While I had planned on completing this project in the suggested four-week period, my second week into the project, I realized that this was not feasible. And so, with Professor Robertson’s consent, a summer-long project commenced. The entire first four weeks of the project I devoted mainly to doing a close reading of the actual Atlas text. Professor Robertson read the novel too, and we met every Friday to discuss our observations. While I was concentrating on the text itself, I began to search for materials I hoped would provide me with a firm understanding of the methods I intended to employ and which would enable me to manipulate the discourses of these methods. This proved to be a more difficult and time-consuming part of my project than I had initially anticipated. After pouring over numerous texts on various methods and from various disciplines, I found myself overwhelmed with the quantity of interesting—and what I felt to be pertinent—information I had collected. Finally, reluctant to leave any of this information out of my final analysis, I decided that I would attempt to further explore some of the texts I had found and ideas I had conceived, in the form of an Honors thesis. This decision enabled me to temporarily set aside feminist and deconstructive criticism altogether.

The focus of my summer project then changed slightly and narrowed greatly. My ultimate goal remained the same. I still intended to examine why Rand’s works are so widely dismissed by academics and yet are so widely purchased and read by the American public. I still intended to use specific critical methods as tools to help determine the significance or insignificance of Rand’s work as fiction. However, by this point, I had decided to use the unlikely combination of cultural and myth/archetypal criticism to determine this significance. While I initially thought these two methods of criticism to be incompatible, I have since come to find that they are not. Both methods address the concept of ideology, and both can be used to reveal the often conflicting ideologies, which exist within a given text, such as Atlas Shrugged.

The concept of ideology has become the unifying force of my investigation. It is, if you will, what holds all the pieces in place.

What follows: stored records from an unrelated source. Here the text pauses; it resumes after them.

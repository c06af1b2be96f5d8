//! Cache warming: fetch full history for many (coin, granularity) pairs.

use super::cache::CacheError;
use super::fetcher::Fetcher;
use super::progress::ProgressSink;
use super::provider::CandleSource;
use crate::coin::Coin;
use crate::domain::{Candle, Granularity};
use crate::error::Error;
use crate::interpolate::InterpolationMode;
use crate::request::{midnight_utc, FetchRequest};
use chrono::NaiveDate;
use std::fs;
use std::io::Write;
use std::path::{Path, PathBuf};

/// Options for a prefetch run.
#[derive(Debug, Clone)]
pub struct PrefetchOptions {
    /// Last day to fetch (exclusive bound at midnight UTC).
    pub end: NaiveDate,
    /// Also export each pair's candles to a CSV next to the cache.
    pub export_csv: bool,
}

/// Summary of a batch prefetch.
#[derive(Debug, Default)]
pub struct PrefetchSummary {
    pub total: usize,
    pub succeeded: usize,
    pub failed: usize,
    pub errors: Vec<(Coin, Granularity, Error)>,
    pub exported: Vec<PathBuf>,
}

impl PrefetchSummary {
    pub fn all_succeeded(&self) -> bool {
        self.failed == 0
    }
}

/// Warm the cache for every (coin, granularity) pair from the coin's history
/// start up to `options.end`. A failing pair is recorded and the batch moves on.
///
/// `make_progress` builds a progress sink per pair.
pub fn prefetch<S: CandleSource>(
    fetcher: &Fetcher<S>,
    coins: &[Coin],
    granularities: &[Granularity],
    options: &PrefetchOptions,
    make_progress: &mut dyn FnMut(Coin, Granularity) -> Box<dyn ProgressSink>,
) -> PrefetchSummary {
    let mut summary = PrefetchSummary {
        total: coins.len() * granularities.len(),
        ..Default::default()
    };

    for &coin in coins {
        for &granularity in granularities {
            let mut progress = make_progress(coin, granularity);
            match prefetch_pair(fetcher, coin, granularity, options, progress.as_mut()) {
                Ok(exported) => {
                    summary.succeeded += 1;
                    summary.exported.extend(exported);
                }
                Err(e) => {
                    tracing::error!(%coin, granularity = granularity.seconds(), error = %e,
                        "prefetch failed");
                    summary.errors.push((coin, granularity, e));
                    summary.failed += 1;
                }
            }
        }
    }

    tracing::info!(
        succeeded = summary.succeeded,
        failed = summary.failed,
        total = summary.total,
        "prefetch complete"
    );
    summary
}

fn prefetch_pair<S: CandleSource>(
    fetcher: &Fetcher<S>,
    coin: Coin,
    granularity: Granularity,
    options: &PrefetchOptions,
    progress: &mut dyn ProgressSink,
) -> Result<Option<PathBuf>, Error> {
    let request = FetchRequest::new(
        coin,
        midnight_utc(coin.history_start()),
        midnight_utc(options.end),
        granularity,
        InterpolationMode::Close,
    );
    let candles = fetcher.fetch_candles(&request, progress)?;

    if !options.export_csv || candles.is_empty() {
        return Ok(None);
    }
    let path = export_path(fetcher.cache().cache_dir(), coin, granularity, &candles);
    let file = fs::File::create(&path).map_err(|e| CacheError::Io {
        path: path.clone(),
        source: e,
    })?;
    write_candles_csv(&candles, file).map_err(|e| {
        CacheError::Serialize(format!("export {}: {e}", path.display()))
    })?;
    tracing::info!(path = %path.display(), rows = candles.len(), "exported candles");
    Ok(Some(path))
}

/// `{dir}/{coin}_{granularity}_{first-date}_{last-date}.csv`
pub fn export_path(dir: &Path, coin: Coin, granularity: Granularity, candles: &[Candle]) -> PathBuf {
    let date = |c: Option<&Candle>| {
        c.and_then(|c| c.datetime())
            .map(|dt| dt.format("%Y-%m-%d").to_string())
            .unwrap_or_else(|| "unknown".to_string())
    };
    dir.join(format!(
        "{coin}_{}_{}_{}.csv",
        granularity.seconds(),
        date(candles.first()),
        date(candles.last())
    ))
}

/// Write raw candles as CSV (`timestamp,open,high,low,close,volume`).
pub fn write_candles_csv<W: Write>(candles: &[Candle], writer: W) -> Result<(), csv::Error> {
    let mut wtr = csv::Writer::from_writer(writer);
    for candle in candles {
        wtr.serialize(candle)?;
    }
    wtr.flush()?;
    Ok(())
}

In my attempt to define ideology, I have drawn on several sources, most notably Melodrama and the Myth of America by Jeffrey D. Mason, and James Kavanaugh’s essay "Ideology." According to Mason:

Marxist usage has rooted the concept of ideology in a perception of a hierarchical socioeconomic system, one in which society evolves through class struggle, each class is defined in relation to every other and to its degree of control over the means of production, class distinctions govern both human relations and societal relations, and the ruling class seeks to ensure its domination through a variety of strategies. Within this paradigm, ideology is the theoretical or philosophical basis according to which a given class competes with other classes in an attempt to structure experience and assert power. (7)

Kavanaugh defines ideology as proposed by Althusser as the rich "system of representations" worked up in material practices (including texts such as Atlas), which helps create individuals who "freely" internalize an appropriate "picture" of their social world and their place in it. This Althusser referred to as a social subject’s "lived relation to the world" (Kavanaugh 310). I maintain Althusser’s proposal that the function of ideology is essentially pragmatic. As Kavanaugh notes, ideology functions not to "give knowledge" or make an accurate copy of reality, but rather to "constitute, adjust, and/or transform social subjects" (313).

For the most part, I have taken a decidedly Marxist approach to cultural criticism in this project. Like Jeffrey Mason, whose work I use as a prototype, I find it particularly useful to apply Marxist critical techniques to American texts. As Mason notes of these techniques, "they can elucidate the operations of any social system, especially one in which capitalism is the dominant mode"; what is more, they can reveal the ways in which the texts act to serve this mode.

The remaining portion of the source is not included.